**Exercise details**
Give back an exact copy of the lines below, from the first through the line with "counter-clockwise by one detent"; please stop there.

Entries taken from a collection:
┏━━

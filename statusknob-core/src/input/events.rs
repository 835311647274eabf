//! Input event types

/// A classified user input event
#[derive(Debug, Clone, Copy, PartialEq, Eq)]
#[cfg_attr(feature = "defmt", derive(defmt::Format))]
pub enum Gesture {
    /// Knob turned clockwise by one detent
    Increase,
    /// Knob turned counter-clockwise by one detent
    Decrease,
    /// Single press and release
    Click,
    /// Two presses in quick succession
    DoubleClick,
    /// Button held past the long-press threshold
    LongPress,
}

impl Gesture {
    /// Check if this gesture came from the rotary encoder
    pub fn is_rotation(&self) -> bool {
        matches!(self, Gesture::Increase | Gesture::Decrease)
    }

    /// Signed step for rotary gestures, 0 for button gestures
    pub fn rotation_delta(&self) -> i32 {
        match self {
            Gesture::Increase => 1,
            Gesture::Decrease => -1,
            _ => 0,
        }
    }
}

/// A single debounce-tick reading of the button
#[derive(Debug, Clone, Copy, PartialEq, Eq)]
#[cfg_attr(feature = "defmt", derive(defmt::Format))]
pub struct ButtonSample {
    pub is_down: bool,
    pub timestamp_ms: u32,
}

impl ButtonSample {
    pub const fn new(is_down: bool, timestamp_ms: u32) -> Self {
        Self {
            is_down,
            timestamp_ms,
        }
    }
}

/// A recorded button state change
///
/// `time_since_previous_ms` is fixed when the entry is recorded and measured
/// against the entry that was newest at that moment.
#[derive(Debug, Clone, Copy, PartialEq, Eq)]
#[cfg_attr(feature = "defmt", derive(defmt::Format))]
pub struct ButtonEvent {
    pub is_down: bool,
    pub timestamp_ms: u32,
    pub time_since_previous_ms: u32,
}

┗━━

**Problem solution**
filename statusknob-core/src/input/events.rs
repository 835311647274eabf
//! Input event types

/// A classified user input event
#[derive(Debug, Clone, Copy, PartialEq, Eq)]
#[cfg_attr(feature = "defmt", derive(defmt::Format))]
pub enum Gesture {
    /// Knob turned clockwise by one detent
    Increase,
    /// Knob turned counter-clockwise by one detent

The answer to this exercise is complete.